Meine Damen und Herren, ich darf nochmals darauf hinweisen, daß keines der an den Vertragswerken beteiligten Länder in der Lage war, seine Meinung in allen Punkten zur Annahme zu bringen. Ich darf darauf hinweisen, daß in jedem Land Regierung und Parlament auf die öffentliche Meinung ihres Landes Rücksicht nehmen müssen und daß die öffentliche Meinung in den einzelnen Ländern verschieden ist. Ich habe unlängst an anderer Stelle ausgeführt, daß wir Deutschen doch etwas sehr dazu neigen, nur die Meinung im eigenen Lande, nur den eigenen Standpunkt zu berücksichtigen, und daß wir ferner dazu neigen, schnell zu vergessen, namentlich wenn es uns angenehm ist, zu vergessen.
Ich glaube, wir müssen klar erkennen, daß die Siegerländer in diesem Vertragswerk dem besiegten Deutschland ein großes Entgegenkommen zeigen.
Es ist charakteristisch, daß als erstes Parlament der amerikanische Senat
den Deutschlandvertrag genehmigt hat.
Ich meine, die europäischen Teilnehmerstaaten und insbesondere auch wir Deutschen müssen dem amerikanischen Senat und der amerikanischen Regierung von Herzen dankbar sein für dieses mutige Vorangehen.
Meine Damen und Herren, ich habe Ihnen ja schon mehrmals gesagt, daß auch ich mir manchen Artikel und manchen Paragraphen lieber anders gewünscht hätte.
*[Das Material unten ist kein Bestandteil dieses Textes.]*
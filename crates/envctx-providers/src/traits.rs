//! Collaborator traits injected into the aggregator and the push scheduler.

use async_trait::async_trait;
use envctx_core::{ContextEnvelope, FetchOutcome, Holiday, SinkError, WeatherSnapshot};
use serde::{Deserialize, Serialize};

/// Source tag attached to every pushed message.
pub const PUSH_SOURCE: &str = "context_provider";

/// Public holiday registry.
#[async_trait]
pub trait HolidayProvider: Send + Sync {
    /// Provider name used in logs and metric labels.
    fn name(&self) -> &'static str;

    /// Holidays for `country_code` in `year`.
    async fn holidays(&self, country_code: &str, year: i32) -> FetchOutcome<Vec<Holiday>>;
}

/// Current-weather service.
#[async_trait]
pub trait WeatherProvider: Send + Sync {
    /// Provider name used in logs and metric labels.
    fn name(&self) -> &'static str;

    /// Current weather at the given coordinates.
    async fn current(&self, lat: f64, lon: f64) -> FetchOutcome<WeatherSnapshot>;
}

/// Body delivered to the push sink.
#[derive(Clone, Debug, PartialEq, Serialize, Deserialize)]
pub struct PushMessage {
    /// Always [`PUSH_SOURCE`].
    pub source: String,
    /// The snapshot being pushed.
    pub payload: ContextEnvelope,
}

impl PushMessage {
    /// Wrap a snapshot envelope.
    pub fn new(payload: ContextEnvelope) -> Self {
        Self {
            source: PUSH_SOURCE.to_string(),
            payload,
        }
    }
}

/// Destination for pushed snapshots.
#[async_trait]
pub trait ContextSink: Send + Sync {
    /// Deliver one message. No retries are attempted.
    async fn deliver(&self, message: &PushMessage) -> Result<(), SinkError>;
}
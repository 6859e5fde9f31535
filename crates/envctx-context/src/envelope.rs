//! Snapshot and delta envelope construction.

use envctx_core::{
    ContextEnvelope, ENVELOPE_VERSION, EnvelopeKind, EnvelopePayload, EnvironmentContext,
};

use crate::hash::compute_hash;

/// Wrap `context` in a `context-snapshot` envelope carrying its hash.
pub fn snapshot(context: EnvironmentContext, produced_at: String) -> ContextEnvelope {
    let hash = compute_hash(&context);
    ContextEnvelope {
        kind: EnvelopeKind::Snapshot,
        version: ENVELOPE_VERSION.to_string(),
        produced_at,
        hash,
        data: EnvelopePayload::Full(Box::new(context)),
    }
}

/// Turn a fresh snapshot into a `context-delta` envelope.
///
/// An absent, blank or matching `since` hash yields the empty marker. Any
/// other value yields the full context. The hash is always the snapshot's.
pub fn delta(snapshot: ContextEnvelope, since: Option<&str>) -> ContextEnvelope {
    let since = since.map(str::trim).filter(|s| !s.is_empty());
    let up_to_date = since.is_none_or(|since| snapshot.hash.matches(since));

    ContextEnvelope {
        kind: EnvelopeKind::Delta,
        data: if up_to_date {
            EnvelopePayload::Empty
        } else {
            snapshot.data
        },
        ..snapshot
    }
}
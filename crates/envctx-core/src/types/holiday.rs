//! Public holiday record.

use serde::{Deserialize, Serialize};

/// A public holiday for a country, optionally restricted to regions.
#[derive(Clone, Debug, PartialEq, Eq, Serialize, Deserialize)]
#[serde(rename_all = "camelCase")]
pub struct Holiday {
    /// Date as `YYYY-MM-DD`.
    pub date: String,
    /// Localized holiday name.
    pub local_name: String,
    /// ISO-3166-1 alpha-2 country code.
    pub country_code: String,
    /// ISO-3166-2 region codes the holiday applies to; `None` means nationwide.
    pub regions: Option<Vec<String>>,
}
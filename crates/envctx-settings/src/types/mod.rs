//! Settings type definitions.
//!
//! All types use `#[serde(rename_all = "camelCase", default)]`, so a settings
//! file may contain any subset of keys and missing fields keep their
//! compiled default.

mod providers;
mod push;

pub use providers::*;
pub use push::*;

use envctx_core::logging::LogFormat;
use serde::{Deserialize, Serialize};

/// Root settings type.
///
/// ```json
/// {
///   "server": { "port": 9000 },
///   "push": { "enabled": true, "webhookUrl": "https://hooks.example/ctx" }
/// }
/// ```
#[derive(Clone, Debug, Default, Serialize, Deserialize)]
#[serde(rename_all = "camelCase", default)]
pub struct EnvctxSettings {
    /// HTTP listener.
    pub server: ServerSettings,
    /// Background push to a webhook sink.
    pub push: PushSettings,
    /// Upstream providers and sink transport.
    pub providers: ProviderSettings,
    /// Context derivation.
    pub context: ContextSettings,
    /// Logging.
    pub logging: LoggingSettings,
}

/// HTTP listener settings.
#[derive(Clone, Debug, Serialize, Deserialize)]
#[serde(rename_all = "camelCase", default)]
pub struct ServerSettings {
    /// Bind address.
    pub host: String,
    /// Bind port.
    pub port: u16,
}

impl Default for ServerSettings {
    fn default() -> Self {
        Self {
            host: "0.0.0.0".to_string(),
            port: 8000,
        }
    }
}

/// Context derivation settings.
#[derive(Clone, Debug, Serialize, Deserialize)]
#[serde(rename_all = "camelCase", default)]
pub struct ContextSettings {
    /// IANA timezone used for the temporal facet.
    pub timezone: String,
}

impl Default for ContextSettings {
    fn default() -> Self {
        Self {
            timezone: "Europe/Berlin".to_string(),
        }
    }
}

/// Logging settings.
#[derive(Clone, Debug, Serialize, Deserialize)]
#[serde(rename_all = "camelCase", default)]
pub struct LoggingSettings {
    /// Filter directive used when `RUST_LOG` is unset.
    pub level: String,
    /// Output format.
    pub format: LogFormat,
}

impl Default for LoggingSettings {
    fn default() -> Self {
        Self {
            level: "info".to_string(),
            format: LogFormat::Compact,
        }
    }
}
Aber wenn erst einmal auf Grund der Verträge die Zusammenarbeit zwischen den Teilnehmerstaaten enger geworden ist, werden auch manche Bestimmungen, die uns jetzt nicht befriedigen, eine Auslegung erfahren, die uns befriedigen kann. Das gilt meines Erachtens auch von der Kriegsverbrecherfrage. Die britische Regierung hat jetzt schon eine Nachprüfung aller Fälle angeordnet. Der Französische Hohe Kommissar wird aus Anlaß des französischen Nationalfeiertages am 14. Juli eine große Zahl von Begnadigungen aussprechen. Ich glaube, daß auch die Vereinigten Staaten schon vor Inkrafttreten der Verträge so handeln werden wie diese beiden Länder.
Die Antwortnote auf die Sowjetnote muß ich in diesem Zusammenhang auch erwähnen. Sie wird in diesen Tagen in Moskau überreicht werden.
- Morgen!
— Nein, Sie sind falsch unterrichtet, Herr Reimann! Sie sind zu selten hier bei uns; daher sind Sie nicht mehr im Bilde. —
Sie wissen, meine Damen und Herren, daß der Entwurf dieser Note mit mir erörtert worden ist. Ich bin durchaus einverstanden mit dem Abhalten einer Viererkonferenz.
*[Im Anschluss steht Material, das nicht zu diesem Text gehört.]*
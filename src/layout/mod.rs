//! # Layout canvas
//!
//! Geometry lives in a `layout21::raw` library. A [`Library`] wraps one,
//! hands out [`CellId`] handles in creation order, and keeps the routing
//! [`Port`]s of every cell next to it. A [`Cell`] is built off to the side
//! and moved into the library once it is finished, so a cell can only
//! instance cells that already exist.

use std::collections::BTreeMap;
use std::fmt::Display;

use arcstr::ArcStr;
use layout21raw::{self as raw, Layers, Shape, Units};
use layout21utils::Ptr;
use serde::{Deserialize, Serialize};

use crate::error::{Error, Result};
use crate::geometry::{bbox_of, Point, Rect, RectExt, Transform};

pub mod boolean;
pub mod flat;
pub mod port;

pub use port::{rename_ports_by_orientation, Orientation, Port};

/// A physical (GDS) layer: layer number and datatype.
#[derive(Debug, Copy, Clone, PartialEq, Eq, Hash, PartialOrd, Ord, Serialize, Deserialize)]
pub struct GdsLayer {
    pub number: i16,
    pub datatype: i16,
}

impl GdsLayer {
    #[inline]
    pub const fn new(number: i16, datatype: i16) -> Self {
        Self { number, datatype }
    }

    /// The layer an element was drawn on, if it is known to `layers`.
    pub(crate) fn of(layers: &Layers, elem: &raw::Element) -> Option<Self> {
        let layer = layers.get(elem.layer)?;
        Some(Self::new(layer.layernum, layer.num(&elem.purpose)?))
    }

    pub(crate) fn element(self, layers: &mut Layers, rect: Rect) -> Result<raw::Element> {
        let (layer, purpose) = layers.get_or_insert(self.number, self.datatype)?;
        Ok(raw::Element {
            net: None,
            layer,
            purpose,
            inner: Shape::Rect(rect),
        })
    }
}

impl Display for GdsLayer {
    fn fmt(&self, f: &mut std::fmt::Formatter<'_>) -> std::fmt::Result {
        write!(f, "{}/{}", self.number, self.datatype)
    }
}

pub(crate) fn rect_of(elem: &raw::Element) -> Option<Rect> {
    match &elem.inner {
        Shape::Rect(r) => Some(r.normalized()),
        _ => None,
    }
}

/// Handle to a cell stored in a [`Library`].
#[derive(Debug, Copy, Clone, PartialEq, Eq, Hash, PartialOrd, Ord, Serialize, Deserialize)]
pub struct CellId(usize);

impl CellId {
    #[inline]
    pub fn index(&self) -> usize {
        self.0
    }
}

/// A cell under construction, or a copy of a stored one.
#[derive(Debug, Clone)]
pub struct Cell {
    pub layout: raw::Layout,
    pub ports: BTreeMap<ArcStr, Port>,
    layers: Ptr<Layers>,
}

impl Cell {
    #[inline]
    pub fn name(&self) -> &str {
        &self.layout.name
    }

    pub fn draw_rect(&mut self, layer: GdsLayer, rect: Rect) -> Result<()> {
        let elem = layer.element(&mut *self.layers.write()?, rect)?;
        self.layout.elems.push(elem);
        Ok(())
    }

    pub fn add_instance(&mut self, inst: raw::Instance) {
        self.layout.insts.push(inst);
    }

    #[inline]
    pub fn insts(&self) -> &[raw::Instance] {
        &self.layout.insts
    }

    /// Adds `port`, replacing any existing port of the same name.
    pub fn add_port(&mut self, port: Port) {
        self.ports.insert(port.name.clone(), port);
    }

    pub fn add_ports(&mut self, ports: impl IntoIterator<Item = Port>) {
        for port in ports {
            self.add_port(port);
        }
    }

    pub fn port(&self, name: &str) -> Result<&Port> {
        self.ports.get(name).ok_or_else(|| Error::UnknownPort {
            cell: self.name().into(),
            port: name.to_string(),
        })
    }

    /// This cell's own rectangles with their layers, in drawing order.
    pub fn shapes(&self) -> Result<Vec<(GdsLayer, Rect)>> {
        let layers = self.layers.read()?;
        Ok(self
            .layout
            .elems
            .iter()
            .filter_map(|e| Some((GdsLayer::of(&layers, e)?, rect_of(e)?)))
            .collect())
    }

    pub fn elems_on(&self, layer: GdsLayer) -> Result<Vec<Rect>> {
        Ok(self
            .shapes()?
            .into_iter()
            .filter(|(l, _)| *l == layer)
            .map(|(_, r)| r)
            .collect())
    }

    /// The bounding box of this cell's own elements, ignoring instances.
    pub fn elems_bbox(&self) -> Option<Rect> {
        let rects: Vec<_> = self.layout.elems.iter().filter_map(rect_of).collect();
        bbox_of(&rects)
    }
}

/// A `layout21` library plus the ports of each of its cells.
#[derive(Debug, Clone)]
pub struct Library {
    raw: raw::Library,
    ports: Vec<BTreeMap<ArcStr, Port>>,
    names: usize,
}

impl Library {
    pub fn new(name: impl Into<String>) -> Self {
        Self {
            raw: raw::Library::new(name, Units::Nano),
            ports: Vec::new(),
            names: 0,
        }
    }

    #[inline]
    pub fn name(&self) -> &str {
        &self.raw.name
    }

    /// The layer table shared by every cell of this library.
    pub fn layers(&self) -> Ptr<Layers> {
        self.raw.layers.clone()
    }

    /// Generates a cell name that has not been handed out by this library before.
    pub fn fresh_name(&mut self, base: &str) -> ArcStr {
        self.names += 1;
        arcstr::format!("{}_{}", base, self.names)
    }

    /// An empty cell drawing on this library's layers.
    pub fn new_cell(&self, name: impl Into<String>) -> Cell {
        Cell {
            layout: raw::Layout {
                name: name.into(),
                insts: vec![],
                annotations: vec![],
                elems: vec![],
            },
            ports: BTreeMap::new(),
            layers: self.layers(),
        }
    }

    pub fn add_cell(&mut self, cell: Cell) -> CellId {
        let id = CellId(self.raw.cells.len());
        self.raw.cells.push(Ptr::new(raw::Cell {
            name: cell.layout.name.clone(),
            abs: None,
            layout: Some(cell.layout),
        }));
        self.ports.push(cell.ports);
        id
    }

    pub(crate) fn raw_cell(&self, id: CellId) -> Result<&Ptr<raw::Cell>> {
        self.raw.cells.get(id.0).ok_or(Error::UnknownCell(id))
    }

    /// A copy of the stored cell.
    pub fn cell(&self, id: CellId) -> Result<Cell> {
        let cell = self.raw_cell(id)?.read()?;
        Ok(Cell {
            layout: cell.layout.clone().unwrap_or_default(),
            ports: self.ports(id)?.clone(),
            layers: self.layers(),
        })
    }

    pub fn ports(&self, id: CellId) -> Result<&BTreeMap<ArcStr, Port>> {
        self.ports.get(id.0).ok_or(Error::UnknownCell(id))
    }

    /// Draws into a cell that is already stored.
    pub fn draw_rect(&mut self, id: CellId, layer: GdsLayer, rect: Rect) -> Result<()> {
        let elem = layer.element(&mut *self.raw.layers.write()?, rect)?;
        let mut cell = self.raw_cell(id)?.write()?;
        match cell.layout.as_mut() {
            Some(layout) => layout.elems.push(elem),
            None => {
                return Err(Error::precondition(format!(
                    "cell `{}` has no layout to draw into",
                    cell.name
                )))
            }
        }
        Ok(())
    }

    pub fn len(&self) -> usize {
        self.raw.cells.len()
    }

    pub fn is_empty(&self) -> bool {
        self.raw.cells.is_empty()
    }

    fn id_of(&self, cell: &Ptr<raw::Cell>) -> Result<CellId> {
        self.raw
            .cells
            .iter()
            .position(|c| c == cell)
            .map(CellId)
            .ok_or_else(|| Error::precondition("instance refers to a cell from another library"))
    }

    /// An unrotated instance of `id` with its origin at the parent's origin.
    pub fn instance(&self, name: impl Into<String>, id: CellId) -> Result<raw::Instance> {
        Ok(raw::Instance {
            inst_name: name.into(),
            cell: self.raw_cell(id)?.clone(),
            loc: Point::new(0, 0),
            reflect_vert: false,
            angle: None,
        })
    }

    /// Places `id` so that the center of its bounding box lands on `center`.
    pub fn instance_at(
        &self,
        name: impl Into<String>,
        id: CellId,
        center: Point,
    ) -> Result<raw::Instance> {
        let mut inst = self.instance(name, id)?;
        inst.loc = match self.bbox(id)? {
            Some(bbox) => {
                let c = bbox.center();
                Point::new(center.x - c.x, center.y - c.y)
            }
            None => center,
        };
        Ok(inst)
    }

    /// The bounding box of a cell, including everything it instances.
    pub fn bbox(&self, id: CellId) -> Result<Option<Rect>> {
        let cell = self.raw_cell(id)?.read()?;
        let elems = match cell.layout.as_ref() {
            Some(layout) => layout.flatten()?,
            None => Vec::new(),
        };
        let rects: Vec<_> = elems.iter().filter_map(rect_of).collect();
        Ok(bbox_of(&rects))
    }

    pub fn instance_bbox(&self, inst: &raw::Instance) -> Result<Option<Rect>> {
        let tf = instance_transform(inst);
        let id = self.id_of(&inst.cell)?;
        Ok(self.bbox(id)?.map(|r| r.transformed(&tf)))
    }

    /// The ports of `inst`'s cell, moved into the instantiating cell's frame.
    pub fn instance_ports(&self, inst: &raw::Instance) -> Result<Vec<Port>> {
        let tf = instance_transform(inst);
        let id = self.id_of(&inst.cell)?;
        Ok(self.ports(id)?.values().map(|p| p.transform(&tf)).collect())
    }
}

#[inline]
pub(crate) fn instance_transform(inst: &raw::Instance) -> Transform {
    Transform::from_instance(&inst.loc, inst.reflect_vert, inst.angle)
}

#[cfg(test)]
mod tests {
    use super::*;
    use crate::geometry::Dims;

    const M1: GdsLayer = GdsLayer::new(68, 20);
    const M2: GdsLayer = GdsLayer::new(69, 20);

    #[test]
    fn test_fresh_names_are_unique() {
        let mut lib = Library::new("test_fresh_names_are_unique");
        let a = lib.fresh_name("via");
        let b = lib.fresh_name("via");
        let c = lib.fresh_name("l_route");
        assert_ne!(a, b);
        assert_ne!(b, c);
    }

    #[test]
    fn test_hierarchical_bbox() -> Result<()> {
        let mut lib = Library::new("test_hierarchical_bbox");
        let mut leaf = lib.new_cell("leaf");
        leaf.draw_rect(M1, Rect::from_sides(0, 0, 100, 50))?;
        let leaf = lib.add_cell(leaf);

        let mut top = lib.new_cell("top");
        top.draw_rect(M1, Rect::from_sides(-10, -10, 0, 0))?;
        let mut inst = lib.instance("leaf0", leaf)?;
        inst.angle = Some(90.);
        top.add_instance(inst);
        let top = lib.add_cell(top);

        assert_eq!(lib.bbox(top)?, Some(Rect::from_sides(-50, -10, 0, 100)));
        Ok(())
    }

    #[test]
    fn test_centered_instance() -> Result<()> {
        let mut lib = Library::new("test_centered_instance");
        let mut leaf = lib.new_cell("leaf");
        leaf.draw_rect(M1, Rect::from_sides(0, 0, 40, 20))?;
        let leaf = lib.add_cell(leaf);

        let inst = lib.instance_at("leaf0", leaf, Point::new(100, 100))?;
        let bbox = lib.instance_bbox(&inst)?.unwrap();
        assert_eq!(bbox.center(), Point::new(100, 100));
        assert_eq!(bbox.dims(), Dims::new(40, 20));
        Ok(())
    }

    #[test]
    fn test_layers_round_trip() -> Result<()> {
        let mut lib = Library::new("test_layers_round_trip");
        let mut cell = lib.new_cell("pads");
        cell.draw_rect(M1, Rect::from_sides(0, 0, 10, 10))?;
        cell.draw_rect(M2, Rect::from_sides(0, 0, 20, 20))?;
        cell.draw_rect(GdsLayer::new(68, 16), Rect::from_sides(1, 1, 2, 2))?;
        let id = lib.add_cell(cell);

        lib.draw_rect(id, M2, Rect::from_sides(5, 5, 6, 6))?;
        let cell = lib.cell(id)?;
        assert_eq!(cell.elems_on(M1)?, vec![Rect::from_sides(0, 0, 10, 10)]);
        assert_eq!(cell.elems_on(M2)?.len(), 2);
        assert_eq!(cell.elems_on(GdsLayer::new(68, 16))?.len(), 1);
        assert_eq!(cell.shapes()?.len(), 4);
        Ok(())
    }

    #[test]
    fn test_unknown_cells_rejected() -> Result<()> {
        let mut lib = Library::new("test_unknown_cells_rejected");
        assert!(matches!(
            lib.instance("nothing", CellId(0)),
            Err(Error::UnknownCell(_))
        ));

        let mut other = Library::new("other");
        let foreign = other.add_cell(other.new_cell("foreign"));
        let inst = other.instance("foreign0", foreign)?;
        lib.add_cell(lib.new_cell("local"));
        assert!(matches!(lib.instance_ports(&inst), Err(Error::Precondition(_))));
        Ok(())
    }
}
— Das hängt von Ihren Freunden ab! —
Allerdings gehe ich davon aus, daß auf dieser Konferenz keine Verschleppungstaktik geduldet werden darf,
weil dadurch vielleicht in dem einen oder andern Lande Verzögerungen hinsichtlich der Genehmigung der Verträge eintreten können. Ich halte eine solche Verzögerung der Genehmigung der Verträge nicht nur im deutschen Interesse, sondern im Interesse der gesamten politischen Entwicklung für gefährlich. Ich glaube, es ist daher richtig,
wenn der Gegenstand der Verhandlungen auf einer solchen Viererkonferenz vorher so festgelegt wird, daß Verschleppungsmanöver unmöglich werden.
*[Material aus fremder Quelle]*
use std::sync::PoisonError;

use arcstr::ArcStr;
use thiserror::Error;

use crate::layout::CellId;

#[derive(Debug, Error)]
pub enum Error {
    #[error("layer `{layer}` is not defined by technology `{tech}`")]
    UnknownLayer { tech: ArcStr, layer: String },

    #[error("no `{kind}` device model in technology `{tech}`")]
    UnknownModel { tech: ArcStr, kind: String },

    #[error("precondition violated: {0}")]
    Precondition(String),

    #[error("no cell with id {0:?}")]
    UnknownCell(CellId),

    #[error("cell `{cell}` has no port named `{port}`")]
    UnknownPort { cell: ArcStr, port: String },

    #[error("invalid technology data: {0}")]
    Tech(String),

    #[error("toml error: {0}")]
    Toml(#[from] toml::de::Error),

    #[error("json error: {0}")]
    Json(#[from] serde_json::Error),

    #[error("io error: {0}")]
    Io(#[from] std::io::Error),

    #[error("layout error: {0}")]
    Layout(String),

    #[error("gds error: {0}")]
    Gds(#[from] gds21::GdsError),

    #[error("poisoned lock: {0}")]
    Lock(String),
}

impl<T> From<PoisonError<T>> for Error {
    fn from(e: PoisonError<T>) -> Self {
        Self::Lock(e.to_string())
    }
}

// Carried as text: `LayoutError` boxes errors that are not `Send`.
impl From<layout21raw::LayoutError> for Error {
    fn from(e: layout21raw::LayoutError) -> Self {
        Self::Layout(format!("{e:?}"))
    }
}

impl Error {
    pub(crate) fn precondition(msg: impl Into<String>) -> Self {
        Self::Precondition(msg.into())
    }
}

pub type Result<T> = std::result::Result<T, Error>;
Die Bundesrepublik Deutschland kann nicht ohne Anlehnung an andere Staaten bestehen. Deutschlands geographische Lage ist politisch betrachtet besonders ungünstig. Deutschland liegt in der Mitte Europas, und es hat keine geschützten Grenzen.
Deutschland hat deswegen, gezwungen durch diese seine geographische Lage, schon seit den 70er Jahren nach Verbündeten gesucht. Es glaubte, zunächst durch den Drei-Kaiser-Bund — Deutschland, Österreich, Rußland — im Jahre 1872 sich Bundesgenossen und Sicherheit verschaffen zu können. Aber Bismarck hat damals schon bald erkannt, daß ein lediglich auf dem monarchischen Gedanken beruhendes Bündnis auf die Dauer keinen genügenden Halt haben würde. In der Folge bildeten sich zwei Bündnissysteme heraus: der Dreibund zwischen Deutschland, Österreich und Italien im Jahre 1882, die Triple-Alliance zwischen England, Frankreich und Rußland.
Unter Delcassé bildete sich zwischen 1900 und 1904 die Entente cordiale und endlich das französisch-russische Bündnis.
1911 wurde eine Defensivallianz zwischen Großbritannien, Frankreich und Rußland gebildet, nachdem in den Jahren 1901 bis 1911 England dreimal versucht hatte — leider vergeblich —, mit Deutschland zu einer Verständigung zu kommen.
Durch diese Entwicklung waren die dann kommenden Katastrophen vorbereitet. Es ist auch hier nötig, daß wir uns den Ablauf der Geschichte vergegenwärtigen, um in einem solchen historischen Zeitpunkt wie dem jetzigen zur richtigen Entscheidung zu kommen.
Wir sind jetzt, meine Damen und Herren, mehr denn je auf Bundesgenossen angewiesen, um unsere Freiheit zu bewahren.
Durch den Eintritt in die Europäische Verteidigungsgemeinschaft, die ihrerseits wieder mit dem Atlantikpakt verknüpft ist, durch den Abschluß des Defensivbündnisses mit Großbritannien und durch das Sicherheitsversprechen der Vereinigten Staaten bekommt unser Land die denkbar größte Sicherheit. Alle diese Bündnisse — ich betone es nochmals — haben einen rein defensiven Charakter. Dieser defensive Charakter ist nicht nur ausdrücklich in den Satzungen, Statuten und Artikeln ausgesprochen, er ist auch durch die innere Struktur des ganzen Systems gewährleistet. Das westliche Verteidigungssystem kann und wird — das ist meine feste Überzeugung - Europa und uns
Frieden und Freiheit sichern. Die Spannung zwischen Ost und West ist zur Zeit da. Die Kräfte
der europäischen Länder sind gelähmt; sie sollen
zusammengefaßt werden für den Frieden, auch
für den Frieden mit Sowjetrußland! Die Vereinigten Staaten und Großbritannien unterstützen mit
ganzer Kraft diese Bestrebungen. Wir werden
durch die Genehmigung der Verträge der Sache
der Freiheit, der Schaffung eines neuen Europas,
der Wiedervereinigung Deutschlands und dem
Höchsten, dem Frieden und der Freiheit, dienen.